Spend Tuesday morning toying about with the internet following a half-arsed breakfast in our latest residence. Limp orange juice and the dregs of bread left by the other guests has us ravenous by 1pm. We stalk the Boucher Road of South America far enough to find another all-you-can-eat buffet, where we stuffed ourselves full of Minas Gerais's typical treats. This time I was able to enjoy steak and onions as well, and a glass bottle of coke. I was in tourist heaven.

Deviate from the main road and catch a bus to our nearest super-mall, spend a while spotting cheap things we daren't carry around for the next five months, drop into a Carrefour and wander the aisles, undisturbed by our diet now consisting for cheap panettone, Brazilian lager, and hot dogs. We buy some fruit to make ourselves feel better. There is a stack of mango and papaya that takes the exoticism away and replaces it with gross commerce. I nearly buy a fish that I can't identify, just because I can. I find wine so cheap it could only be used for cooking. I feel like I am at home, briefly.

Plans to spend the evening playing Amstrad games on my laptop is interrupted by a friendly voice asking if we are Brazilians. Sarah is ecstatic, I am dubious, but our new companion is a innocent sort of being called Bruno, with aspirations of being Bruce Dickinson, and he practices his no-so-rudimentary English on us whilst I spar with a few ill-pronounced words in Portuguese. We become firm friends, with promises to show us around his home city of Sao Paulo next week. He is the first person to actually have anything nice to say about this city.

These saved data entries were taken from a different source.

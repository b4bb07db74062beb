use serde::Serialize;
use tracing::{trace, warn};

use crate::{
    dto::{
        session::SessionSnapshot,
        sse::{
            IndicatorClearedEvent, ServerEvent, SessionCloseReason, SessionClosedEvent,
            TimerTickEvent,
        },
    },
    state::{SseHub, fencing::Scorer, timer::Countdown},
};

pub(crate) const EVENT_SESSION_SNAPSHOT: &str = "session.snapshot";
pub(crate) const EVENT_TIMER_TICK: &str = "timer.tick";
pub(crate) const EVENT_INDICATOR_CLEARED: &str = "indicator.cleared";
pub(crate) const EVENT_SESSION_CLOSED: &str = "session.closed";

/// Broadcast the full state of a live session to its subscribers.
pub fn broadcast_session_snapshot(hub: &SseHub, snapshot: &SessionSnapshot) {
    send_event(hub, EVENT_SESSION_SNAPSHOT, snapshot);
}

/// Broadcast the bout clock after a tick, a toggle or a reset.
pub fn broadcast_timer_tick(hub: &SseHub, countdown: Countdown) {
    send_event(hub, EVENT_TIMER_TICK, &TimerTickEvent(countdown));
}

/// Broadcast that the "last scored" indicator went out.
pub fn broadcast_indicator_cleared(hub: &SseHub, scorer: Scorer) {
    send_event(hub, EVENT_INDICATOR_CLEARED, &IndicatorClearedEvent { scorer });
}

/// Broadcast the final event of a session stream.
pub fn broadcast_session_closed(hub: &SseHub, reason: SessionCloseReason) {
    send_event(hub, EVENT_SESSION_CLOSED, &SessionClosedEvent { reason });
}

fn send_event(hub: &SseHub, event: &str, payload: &impl Serialize) {
    match ServerEvent::json(Some(event.to_string()), payload) {
        Ok(payload) => {
            let listeners = hub.broadcast(payload);
            trace!(event, listeners, "session event sent");
        }
        Err(err) => warn!(event, error = %err, "failed to serialize session SSE payload"),
    }
}
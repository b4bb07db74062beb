use serde::Serialize;
use utoipa::ToSchema;

use crate::{dao::models::CoachReportEntity, dto::format_system_time};

/// AI coaching report derived from recent touches.
#[derive(Debug, Serialize, ToSchema)]
pub struct CoachReportView {
    /// Short overall assessment.
    pub summary: String,
    /// Detailed analysis of recurring patterns.
    pub detail: String,
    /// Concrete next steps for practice.
    pub action_plan: String,
    pub point_count: u32,
    pub match_count: u32,
    /// RFC 3339 generation timestamp.
    pub generated_at: String,
}

impl From<CoachReportEntity> for CoachReportView {
    fn from(report: CoachReportEntity) -> Self {
        Self {
            summary: report.summary,
            detail: report.detail,
            action_plan: report.action_plan,
            point_count: report.point_count,
            match_count: report.match_count,
            generated_at: format_system_time(report.generated_at),
        }
    }
}
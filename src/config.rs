//! Application-level configuration loading: runtime environment, coaching and live session knobs.

use std::{env, fs, io::ErrorKind, path::PathBuf, time::Duration};

use serde::Deserialize;
use tracing::{info, warn};

/// Default location on disk where the server looks for the JSON configuration.
const DEFAULT_CONFIG_PATH: &str = "config/app.json";
/// Environment variable that overrides [`DEFAULT_CONFIG_PATH`].
const CONFIG_PATH_ENV: &str = "SABRE_LOGGER_CONFIG_PATH";

const DEFAULT_COACH_MODEL: &str = "gpt-4o-mini";
const DEFAULT_COACH_TEMPERATURE: f32 = 0.7;
const DEFAULT_COACH_MAX_POINTS: usize = 100;
const DEFAULT_COACH_MAX_MATCHES: usize = 10;
const DEFAULT_INDICATOR_CLEAR_MS: u64 = 3000;

/// Deployment flavour; diagnostic details are only exposed outside production.
#[derive(Debug, Clone, Copy, PartialEq, Eq, Deserialize, Default)]
#[serde(rename_all = "snake_case")]
pub enum Environment {
    /// Local development: error payloads carry diagnostic details.
    Development,
    /// Production: error payloads only carry the message.
    #[default]
    Production,
}

/// Settings of the AI coaching summary.
#[derive(Debug, Clone, PartialEq)]
pub struct CoachSettings {
    /// Completion model identifier.
    pub model: String,
    /// Sampling temperature.
    pub temperature: f32,
    /// Maximum number of points sent to the completion service.
    pub max_points: usize,
    /// Number of most recent matches the points are drawn from.
    pub max_matches: usize,
}

impl Default for CoachSettings {
    fn default() -> Self {
        Self {
            model: DEFAULT_COACH_MODEL.to_owned(),
            temperature: DEFAULT_COACH_TEMPERATURE,
            max_points: DEFAULT_COACH_MAX_POINTS,
            max_matches: DEFAULT_COACH_MAX_MATCHES,
        }
    }
}

/// Settings of live match sessions.
#[derive(Debug, Clone, Copy, PartialEq, Eq)]
pub struct SessionSettings {
    /// Delay after which the "last scored" indicator clears itself.
    pub indicator_clear_after: Duration,
}

impl Default for SessionSettings {
    fn default() -> Self {
        Self {
            indicator_clear_after: Duration::from_millis(DEFAULT_INDICATOR_CLEAR_MS),
        }
    }
}

#[derive(Debug, Clone, Default)]
/// Immutable runtime configuration shared across the application.
pub struct AppConfig {
    /// Deployment flavour.
    pub environment: Environment,
    /// Coaching summary settings.
    pub coach: CoachSettings,
    /// Live session settings.
    pub session: SessionSettings,
}

impl AppConfig {
    /// Load the application configuration from disk, falling back to built-in defaults.
    pub fn load() -> Self {
        let path = resolve_config_path();
        match fs::read_to_string(&path) {
            Ok(contents) => match Self::from_json(&contents) {
                Ok(app_config) => {
                    info!(
                        path = %path.display(),
                        environment = ?app_config.environment,
                        model = %app_config.coach.model,
                        "loaded configuration"
                    );
                    app_config
                }
                Err(err) => {
                    warn!(
                        path = %path.display(),
                        error = %err,
                        "failed to parse config; falling back to defaults"
                    );
                    Self::default()
                }
            },
            Err(err) if err.kind() == ErrorKind::NotFound => {
                info!(
                    path = %path.display(),
                    "config file not found; using built-in defaults"
                );
                Self::default()
            }
            Err(err) => {
                warn!(
                    path = %path.display(),
                    error = %err,
                    "failed to read config; falling back to defaults"
                );
                Self::default()
            }
        }
    }

    /// Parse a configuration document. Missing sections keep their defaults.
    pub fn from_json(contents: &str) -> Result<Self, serde_json::Error> {
        serde_json::from_str::<RawConfig>(contents).map(Into::into)
    }

    /// Whether error payloads may carry diagnostic details.
    pub fn exposes_details(&self) -> bool {
        self.environment == Environment::Development
    }
}

#[derive(Debug, Deserialize, Default)]
#[serde(default)]
/// JSON representation of the configuration file located at [`DEFAULT_CONFIG_PATH`].
struct RawConfig {
    environment: Environment,
    coach: RawCoach,
    session: RawSession,
}

#[derive(Debug, Deserialize, Default)]
#[serde(default)]
struct RawCoach {
    model: Option<String>,
    temperature: Option<f32>,
    max_points: Option<usize>,
    max_matches: Option<usize>,
}

#[derive(Debug, Deserialize, Default)]
#[serde(default)]
struct RawSession {
    indicator_clear_ms: Option<u64>,
}

impl From<RawConfig> for AppConfig {
    fn from(value: RawConfig) -> Self {
        let coach_defaults = CoachSettings::default();
        let coach = CoachSettings {
            model: value
                .coach
                .model
                .filter(|model| !model.trim().is_empty())
                .unwrap_or(coach_defaults.model),
            temperature: value
                .coach
                .temperature
                .unwrap_or(coach_defaults.temperature),
            max_points: value
                .coach
                .max_points
                .filter(|max| *max > 0)
                .unwrap_or(coach_defaults.max_points),
            max_matches: value
                .coach
                .max_matches
                .filter(|max| *max > 0)
                .unwrap_or(coach_defaults.max_matches),
        };
        let session = SessionSettings {
            indicator_clear_after: Duration::from_millis(
                value
                    .session
                    .indicator_clear_ms
                    .unwrap_or(DEFAULT_INDICATOR_CLEAR_MS),
            ),
        };

        Self {
            environment: value.environment,
            coach,
            session,
        }
    }
}

/// Resolve the configuration path taking the environment override into account.
fn resolve_config_path() -> PathBuf {
    env::var_os(CONFIG_PATH_ENV)
        .map(PathBuf::from)
        .filter(|path| !path.as_os_str().is_empty())
        .unwrap_or_else(|| PathBuf::from(DEFAULT_CONFIG_PATH))
}

#[cfg(test)]
mod tests {
    use super::*;

    #[test]
    fn empty_document_yields_defaults() {
        let config = AppConfig::from_json("{}").unwrap();
        assert_eq!(config.environment, Environment::Production);
        assert_eq!(config.coach, CoachSettings::default());
        assert_eq!(config.session, SessionSettings::default());
        assert!(!config.exposes_details());
    }

    #[test]
    fn partial_sections_override_only_given_fields() {
        let config = AppConfig::from_json(
            r#"{
                "environment": "development",
                "coach": { "model": "gpt-4o", "max_points": 0 },
                "session": { "indicator_clear_ms": 1500 }
            }"#,
        )
        .unwrap();

        assert!(config.exposes_details());
        assert_eq!(config.coach.model, "gpt-4o");
        assert_eq!(config.coach.max_points, DEFAULT_COACH_MAX_POINTS);
        assert_eq!(config.coach.max_matches, DEFAULT_COACH_MAX_MATCHES);
        assert_eq!(
            config.session.indicator_clear_after,
            Duration::from_millis(1500)
        );
    }

    #[test]
    fn unknown_environment_is_rejected() {
        assert!(AppConfig::from_json(r#"{"environment":"staging"}"#).is_err());
    }
}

Bruno is staying in the hostel with work colleagues; they go to local shopping centres and do some charity mugging, or 'chugging' as it used to be known. I didn't know how to translate 'chugging'. We had been gently chastised by one of his many girls early in the day, accused of having 'the gringo look', that is of looking permanently happy, of seeing only the wonder of this expansive foreign country, and not having the weariness of Brazilians, endlessly frustrated by their stupid fecking rules. I don't know how to explain that I am like this all the time. The girl later pointed out that our accent is cute. I don't know how to explain that either.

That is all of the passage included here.